The entries are to be given again in full. Every word must match.

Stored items
----

//! # Scale Planner
//!
//! Picks a pixel-per-block size so the whole circle stays on the canvas.
//!
//! ```text
//! diameter_blocks = 2r + 1 + padding
//! block_size_px   = clamp(floor(extent / diameter_blocks), min, max)
//! center_px       = (extent / 2, extent / 2)
//! ```
//!
//! Flooring keeps block edges on whole pixels. The clamp stops tiny radii
//! from producing huge blocks and big radii from vanishing.

use serde::{Deserialize, Serialize};
use thiserror::Error;

/// Canvas extent of the reference preview.
pub const DEFAULT_CANVAS_EXTENT_PX: u32 = 600;

/// Scale parameters that cannot produce a usable plan.
#[derive(Error, Debug, Clone, PartialEq, Eq)]
pub enum InvalidScale {
    /// Minimum block size of zero.
    #[error("min_block_px must be at least 1")]
    ZeroMinimum,

    /// Clamp bounds in the wrong order.
    #[error("min_block_px ({min}) exceeds max_block_px ({max})")]
    InvertedClamp {
        /// Configured minimum.
        min: u32,
        /// Configured maximum.
        max: u32,
    },
}

/// Tunable constants of the planner.
#[derive(Clone, Copy, Debug, PartialEq, Eq, Serialize, Deserialize)]
#[serde(default, deny_unknown_fields)]
pub struct ScaleParams {
    /// Blocks of empty margin added across the diameter.
    pub padding_blocks: u32,
    /// Smallest block size in pixels.
    pub min_block_px: u32,
    /// Largest block size in pixels.
    pub max_block_px: u32,
}

impl Default for ScaleParams {
    fn default() -> Self {
        Self {
            padding_blocks: 4,
            min_block_px: 2,
            max_block_px: 40,
        }
    }
}

impl ScaleParams {
    /// Checks that the clamp range is usable.
    ///
    /// # Errors
    ///
    /// Returns [`InvalidScale`] for a zero minimum or an inverted range.
    pub fn validate(&self) -> Result<(), InvalidScale> {
        if self.min_block_px == 0 {
            return Err(InvalidScale::ZeroMinimum);
        }
        if self.min_block_px > self.max_block_px {
            return Err(InvalidScale::InvertedClamp {
                min: self.min_block_px,
                max: self.max_block_px,
            });
        }
        Ok(())
    }

    /// Plans a circle of `radius` blocks on an `extent` x `extent` canvas.
    #[must_use]
    pub fn plan(&self, radius: i32, canvas_extent_px: u32) -> ScalePlan {
        let diameter_blocks = 2 * radius.unsigned_abs() + 1 + self.padding_blocks;
        let fitted = canvas_extent_px / diameter_blocks;
        // Minimum wins if the range is ever inverted. Never below one pixel.
        let block_size_px = self
            .max_block_px
            .min(fitted)
            .max(self.min_block_px.max(1));
        let half = canvas_extent_px as f32 / 2.0;

        ScalePlan {
            block_size_px,
            center_px: (half, half),
            canvas_extent_px,
        }
    }
}

/// Where and how large blocks are drawn.
#[derive(Clone, Copy, Debug, PartialEq)]
pub struct ScalePlan {
    /// Side of one block in pixels.
    pub block_size_px: u32,
    /// Pixel position of the center of block `(0, 0)`.
    pub center_px: (f32, f32),
    /// Canvas extent the plan was made for.
    pub canvas_extent_px: u32,
}

impl ScalePlan {
    /// Top-left pixel corner of block `(x, y)`.
    #[inline]
    #[must_use]
    pub fn block_origin(&self, x: i32, y: i32) -> (f32, f32) {
        let size = self.block_size_px as f32;
        (
            self.center_px.0 + x as f32 * size - size / 2.0,
            self.center_px.1 + y as f32 * size - size / 2.0,
        )
    }
}

/// Plans with the default parameters.
#[must_use]
pub fn plan(radius: i32, canvas_extent_px: u32) -> ScalePlan {
    ScaleParams::default().plan(radius, canvas_extent_px)
}

#[cfg(test)]
mod tests {
    use super::*;

    #[test]
    fn test_radius_fifty_on_reference_canvas() {
        // floor(600 / 105) = 5
        let p = plan(50, 600);
        assert_eq!(p.block_size_px, 5);
        assert_eq!(p.center_px, (300.0, 300.0));
    }

    #[test]
    fn test_small_radius_hits_upper_clamp() {
        assert_eq!(plan(1, 600).block_size_px, 40);
        assert_eq!(plan(5, 600).block_size_px, 40);
        assert_eq!(plan(10, 600).block_size_px, 24);
    }

    #[test]
    fn test_tiny_canvas_hits_lower_clamp() {
        assert_eq!(plan(50, 100).block_size_px, 2);
    }

    #[test]
    fn test_block_size_never_grows_with_radius() {
        for extent in [64, 301, 600, 1024] {
            let mut previous = u32::MAX;
            for radius in 1..=50 {
                let size = plan(radius, extent).block_size_px;
                assert!((2..=40).contains(&size), "r={radius} extent={extent}: {size}");
                assert!(size <= previous, "r={radius} extent={extent}: grew to {size}");
                previous = size;
            }
        }
    }

    #[test]
    fn test_odd_extent_center_is_fractional() {
        assert_eq!(plan(3, 601).center_px, (300.5, 300.5));
    }

    #[test]
    fn test_custom_params() {
        let params = ScaleParams {
            padding_blocks: 0,
            min_block_px: 1,
            max_block_px: 100,
        };
        assert_eq!(params.plan(1, 300).block_size_px, 100);
        assert_eq!(params.plan(2, 300).block_size_px, 60);
    }

    #[test]
    fn test_zero_minimum_still_plans_visible_blocks() {
        let params = ScaleParams {
            min_block_px: 0,
            ..ScaleParams::default()
        };
        // floor(100 / 105) = 0 before the floor of one pixel.
        assert_eq!(params.plan(50, 100).block_size_px, 1);
        assert_eq!(params.plan(50, 0).block_size_px, 1);
    }

    #[test]
    fn test_validate() {
        assert!(ScaleParams::default().validate().is_ok());
        let zero = ScaleParams {
            min_block_px: 0,
            ..ScaleParams::default()
        };
        assert_eq!(zero.validate(), Err(InvalidScale::ZeroMinimum));
        let inverted = ScaleParams {
            min_block_px: 9,
            max_block_px: 3,
            ..ScaleParams::default()
        };
        assert_eq!(
            inverted.validate(),
            Err(InvalidScale::InvertedClamp { min: 9, max: 3 })
        );
    }

    #[test]
    fn test_block_origin() {
        let p = plan(1, 600);
        assert_eq!(p.block_origin(0, 0), (280.0, 280.0));
        assert_eq!(p.block_origin(1, -1), (320.0, 240.0));
    }
}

----

RESULT OF THIS EXERCISE:
//! # Scale Planner
//!
//! Picks a pixel-per-block size so the whole circle stays on the canvas.
//!
//! ```text
//! diameter_blocks = 2r + 1 + padding
//! block_size_px   = clamp(floor(extent / diameter_blocks), min, max)
//! center_px       = (extent / 2, extent / 2)
//! ```
//!
//! Flooring keeps block edges on whole pixels. The clamp stops tiny radii
//! from producing huge blocks and big radii from vanishing.

use serde::{Deserialize, Serialize};
use thiserror::Error;

/// Canvas extent of the reference preview.
pub const DEFAULT_CANVAS_EXTENT_PX: u32 = 600;

/// Scale parameters that cannot produce a usable plan.
#[derive(Error, Debug, Clone, PartialEq, Eq)]
pub enum InvalidScale {
    /// Minimum block size of zero.
    #[error("min_block_px must be at least 1")]
    ZeroMinimum,

    /// Clamp bounds in the wrong order.
    #[error("min_block_px ({min}) exceeds max_block_px ({max})")]
    InvertedClamp {
        /// Configured minimum.
        min: u32,
        /// Configured maximum.
        max: u32,
    },
}

/// Tunable constants of the planner.
#[derive(Clone, Copy, Debug, PartialEq, Eq, Serialize, Deserialize)]
#[serde(default, deny_unknown_fields)]
pub struct ScaleParams {
    /// Blocks of empty margin added across the diameter.
    pub padding_blocks: u32,
    /// Smallest block size in pixels.
    pub min_block_px: u32,
    /// Largest block size in pixels.
    pub max_block_px: u32,
}

impl Default for ScaleParams {
    fn default() -> Self {
        Self {
            padding_blocks: 4,
            min_block_px: 2,
            max_block_px: 40,
        }
    }
}

impl ScaleParams {
    /// Checks that the clamp range is usable.
    ///
    /// # Errors
    ///
    /// Returns [`InvalidScale`] for a zero minimum or an inverted range.
    pub fn validate(&self) -> Result<(), InvalidScale> {
        if self.min_block_px == 0 {
            return Err(InvalidScale::ZeroMinimum);
        }
        if self.min_block_px > self.max_block_px {
            return Err(InvalidScale::InvertedClamp {
                min: self.min_block_px,
                max: self.max_block_px,
            });
        }
        Ok(())
    }

    /// Plans a circle of `radius` blocks on an `extent` x `extent` canvas.
    #[must_use]
    pub fn plan(&self, radius: i32, canvas_extent_px: u32) -> ScalePlan {
        let diameter_blocks = 2 * radius.unsigned_abs() + 1 + self.padding_blocks;
        let fitted = canvas_extent_px / diameter_blocks;
        // Minimum wins if the range is ever inverted. Never below one pixel.
        let block_size_px = self
            .max_block_px
            .min(fitted)
            .max(self.min_block_px.max(1));
        let half = canvas_extent_px as f32 / 2.0;

        ScalePlan {
            block_size_px,
            center_px: (half, half),
            canvas_extent_px,
        }
    }
}

/// Where and how large blocks are drawn.
#[derive(Clone, Copy, Debug, PartialEq)]
pub struct ScalePlan {
    /// Side of one block in pixels.
    pub block_size_px: u32,
    /// Pixel position of the center of block `(0, 0)`.
    pub center_px: (f32, f32),
    /// Canvas extent the plan was made for.
    pub canvas_extent_px: u32,
}

impl ScalePlan {
    /// Top-left pixel corner of block `(x, y)`.
    #[inline]
    #[must_use]
    pub fn block_origin(&self, x: i32, y: i32) -> (f32, f32) {
        let size = self.block_size_px as f32;
        (
            self.center_px.0 + x as f32 * size - size / 2.0,
            self.center_px.1 + y as f32 * size - size / 2.0,
        )
    }
}

/// Plans with the default parameters.
#[must_use]
pub fn plan(radius: i32, canvas_extent_px: u32) -> ScalePlan {
    ScaleParams::default().plan(radius, canvas_extent_px)
}

#[cfg(test)]
mod tests {
    use super::*;

    #[test]
    fn test_radius_fifty_on_reference_canvas() {
        // floor(600 / 105) = 5
        let p = plan(50, 600);
        assert_eq!(p.block_size_px, 5);
        assert_eq!(p.center_px, (300.0, 300.0));
    }

    #[test]
    fn test_small_radius_hits_upper_clamp() {
        assert_eq!(plan(1, 600).block_size_px, 40);
        assert_eq!(plan(5, 600).block_size_px, 40);
        assert_eq!(plan(10, 600).block_size_px, 24);
    }

    #[test]
    fn test_tiny_canvas_hits_lower_clamp() {
        assert_eq!(plan(50, 100).block_size_px, 2);
    }

    #[test]
    fn test_block_size_never_grows_with_radius() {
        for extent in [64, 301, 600, 1024] {
            let mut previous = u32::MAX;
            for radius in 1..=50 {
                let size = plan(radius, extent).block_size_px;
                assert!((2..=40).contains(&size), "r={radius} extent={extent}: {size}");
                assert!(size <= previous, "r={radius} extent={extent}: grew to {size}");
                previous = size;
            }
        }
    }

    #[test]
    fn test_odd_extent_center_is_fractional() {
        assert_eq!(plan(3, 601).center_px, (300.5, 300.5));
    }

    #[test]
    fn test_custom_params() {
        let params = ScaleParams {
            padding_blocks: 0,
            min_block_px: 1,
            max_block_px: 100,
        };
        assert_eq!(params.plan(1, 300).block_size_px, 100);
        assert_eq!(params.plan(2, 300).block_size_px, 60);
    }

    #[test]
    fn test_zero_minimum_still_plans_visible_blocks() {
        let params = ScaleParams {
            min_block_px: 0,
            ..ScaleParams::default()
        };
        // floor(100 / 105) = 0 before the floor of one pixel.
        assert_eq!(params.plan(50, 100).block_size_px, 1);
        assert_eq!(params.plan(50, 0).block_size_px, 1);
    }

    #[test]
    fn test_validate() {
        assert!(ScaleParams::default().validate().is_ok());
        let zero = ScaleParams {
            min_block_px: 0,
            ..ScaleParams::default()
        };
        assert_eq!(zero.validate(), Err(InvalidScale::ZeroMinimum));
        let inverted = ScaleParams {
            min_block_px: 9,
            max_block_px: 3,
            ..ScaleParams::default()
        };
        assert_eq!(
            inverted.validate(),
            Err(InvalidScale::InvertedClamp { min: 9, max: 3 })
        );
    }

    #[test]
    fn test_block_origin() {
        let p = plan(1, 600);
        assert_eq!(p.block_origin(0, 0), (280.0, 280.0));
        assert_eq!(p.block_origin(1, -1), (320.0, 240.0));
    }
}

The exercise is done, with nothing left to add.